We were inspired by one core question: why is programming still trapped on flat screens when we can now draw directly in mixed reality?
The MX Ink stylus made us think beyond “drawing apps” and toward a new interaction model: drawing logic into real space.

What it does

RealityScript turns physical rooms into programmable canvases.
You draw symbols (like trigger zones, force arrows, paths) on real surfaces, and the system converts them into live interactive behaviors and physics in MR.

How we built it

We designed the concept around Unity + Meta Quest scene understanding and spatial anchors.
Stroke gestures are interpreted as behavior primitives, compiled into a spatial behavior graph, then executed in a real-time physics simulation layer.

Challenges we ran into

The hardest parts were reliable symbol recognition, keeping anchors stable across surfaces, and making the UX simple enough for first-time users while still powerful for creators.
We also had to keep scope realistic for an app-store-ready V1.

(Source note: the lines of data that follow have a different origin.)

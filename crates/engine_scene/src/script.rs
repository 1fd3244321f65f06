//! Scriptable-entity hooks.
//!
//! A [`Script`] supplies behavior for one entity. Every hook has a no-op
//! default, so an implementation overrides only what it needs. Scripts are
//! registered with [`Scene::attach_script`](crate::Scene::attach_script) and
//! invoked by whatever drives the frame and physics steps.

use engine_math::Collision;

use crate::entity::Entity;

/// Timing of the frame or physics step a hook runs in.
#[derive(Debug, Clone, Copy, PartialEq)]
pub struct FrameTime {
    /// Step counter, starting at 1 for the first step.
    pub frame: u64,
    /// Seconds covered by this step.
    pub dt: f64,
}

impl FrameTime {
    /// Create frame timing info.
    #[must_use]
    pub const fn new(frame: u64, dt: f64) -> Self {
        Self { frame, dt }
    }
}

/// Whether a contact is a solid collision or a trigger overlap.
#[derive(Debug, Clone, Copy, PartialEq, Eq, Hash)]
pub enum ContactKind {
    /// Two solid bodies touched.
    Collision,
    /// A body overlapped a trigger volume.
    Trigger,
}

/// Where a contact is in its lifetime.
#[derive(Debug, Clone, Copy, PartialEq, Eq, Hash)]
pub enum ContactPhase {
    /// First step of contact.
    Enter,
    /// Contact persists from the previous step.
    Stay,
    /// Contact ended this step.
    Exit,
}

/// Behavior attached to a single entity.
///
/// Hooks run synchronously and must not block: the dispatcher runs them one
/// after another in ascending entity order within a phase.
#[allow(unused_variables)]
pub trait Script: Send {
    /// The script became active: on attach, or when re-enabled.
    fn on_enable(&mut self, entity: &mut Entity) {}

    /// The script was disabled or is about to be detached.
    fn on_disable(&mut self, entity: &mut Entity) {}

    /// The entity (or the script) is being torn down.
    fn on_destroy(&mut self, entity: &mut Entity) {}

    /// Called once per frame.
    fn update(&mut self, entity: &mut Entity, time: FrameTime) {}

    /// Called once per fixed physics step.
    fn physics_update(&mut self, entity: &mut Entity, time: FrameTime) {}

    /// Solid contact started.
    fn on_collision_enter(&mut self, entity: &mut Entity, collision: &Collision) {}

    /// Solid contact ended.
    fn on_collision_exit(&mut self, entity: &mut Entity, collision: &Collision) {}

    /// Solid contact persists.
    fn on_collision_stay(&mut self, entity: &mut Entity, collision: &Collision) {}

    /// Trigger overlap started.
    fn on_trigger_enter(&mut self, entity: &mut Entity, collision: &Collision) {}

    /// Trigger overlap ended.
    fn on_trigger_exit(&mut self, entity: &mut Entity, collision: &Collision) {}

    /// Trigger overlap persists.
    fn on_trigger_stay(&mut self, entity: &mut Entity, collision: &Collision) {}
}

/// Route a contact to the matching hook.
pub(crate) fn dispatch_contact(
    script: &mut dyn Script,
    entity: &mut Entity,
    kind: ContactKind,
    phase: ContactPhase,
    collision: &Collision,
) {
    match (kind, phase) {
        (ContactKind::Collision, ContactPhase::Enter) => script.on_collision_enter(entity, collision),
        (ContactKind::Collision, ContactPhase::Stay) => script.on_collision_stay(entity, collision),
        (ContactKind::Collision, ContactPhase::Exit) => script.on_collision_exit(entity, collision),
        (ContactKind::Trigger, ContactPhase::Enter) => script.on_trigger_enter(entity, collision),
        (ContactKind::Trigger, ContactPhase::Stay) => script.on_trigger_stay(entity, collision),
        (ContactKind::Trigger, ContactPhase::Exit) => script.on_trigger_exit(entity, collision),
    }
}

/// A registered script and its enabled flag.
pub(crate) struct ScriptSlot {
    pub(crate) script: Box<dyn Script>,
    pub(crate) enabled: bool,
}

#[cfg(test)]
mod tests {
    use engine_component::EntityId;
    use uuid::Uuid;

    use super::*;

    /// Script with no overrides: every hook must be callable.
    struct Inert;

    impl Script for Inert {}

    #[derive(Default)]
    struct Recorder {
        seen: Vec<&'static str>,
    }

    impl Script for Recorder {
        fn on_collision_enter(&mut self, _: &mut Entity, _: &Collision) {
            self.seen.push("collision_enter");
        }
        fn on_collision_stay(&mut self, _: &mut Entity, _: &Collision) {
            self.seen.push("collision_stay");
        }
        fn on_collision_exit(&mut self, _: &mut Entity, _: &Collision) {
            self.seen.push("collision_exit");
        }
        fn on_trigger_enter(&mut self, _: &mut Entity, _: &Collision) {
            self.seen.push("trigger_enter");
        }
        fn on_trigger_stay(&mut self, _: &mut Entity, _: &Collision) {
            self.seen.push("trigger_stay");
        }
        fn on_trigger_exit(&mut self, _: &mut Entity, _: &Collision) {
            self.seen.push("trigger_exit");
        }
    }

    fn entity() -> Entity {
        Entity::new(EntityId::from_raw(1), Uuid::new_v4(), None)
    }

    #[test]
    fn test_default_hooks_are_noops() {
        let mut e = entity();
        let c = Collision::between(e.id(), EntityId::from_raw(2));
        let mut s = Inert;
        s.on_enable(&mut e);
        s.update(&mut e, FrameTime::new(1, 0.016));
        s.physics_update(&mut e, FrameTime::new(1, 0.02));
        s.on_trigger_stay(&mut e, &c);
        s.on_disable(&mut e);
        s.on_destroy(&mut e);
        assert!(e.is_empty());
    }

    #[test]
    fn test_dispatch_contact_routes_every_pair() {
        let mut e = entity();
        let c = Collision::between(e.id(), EntityId::from_raw(2));
        let mut r = Recorder::default();
        for kind in [ContactKind::Collision, ContactKind::Trigger] {
            for phase in [ContactPhase::Enter, ContactPhase::Stay, ContactPhase::Exit] {
                dispatch_contact(&mut r, &mut e, kind, phase, &c);
            }
        }
        assert_eq!(
            r.seen,
            vec![
                "collision_enter",
                "collision_stay",
                "collision_exit",
                "trigger_enter",
                "trigger_stay",
                "trigger_exit",
            ]
        );
    }
}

Accomplishments that we're proud of

We created a clear, differentiated concept where MX Ink is essential, not optional.
We defined a practical V1 (focused symbol set, physics effects, save/load, export path) and a pitch that is both ambitious and technically credible.

What we learned

Novel ideas win only when they are scoped and buildable.
We learned that stylus-first MR needs strong visual feedback, confidence/error correction, and a tight end-to-end workflow from draw -> compile -> simulate.

What's next for RealityScript

Next, we plan to prototype and test with XR creators, improve gesture accuracy, and add collaboration/export features.
After validating user workflows, we’ll prepare an app-store-ready release and expand to education and robotics use cases.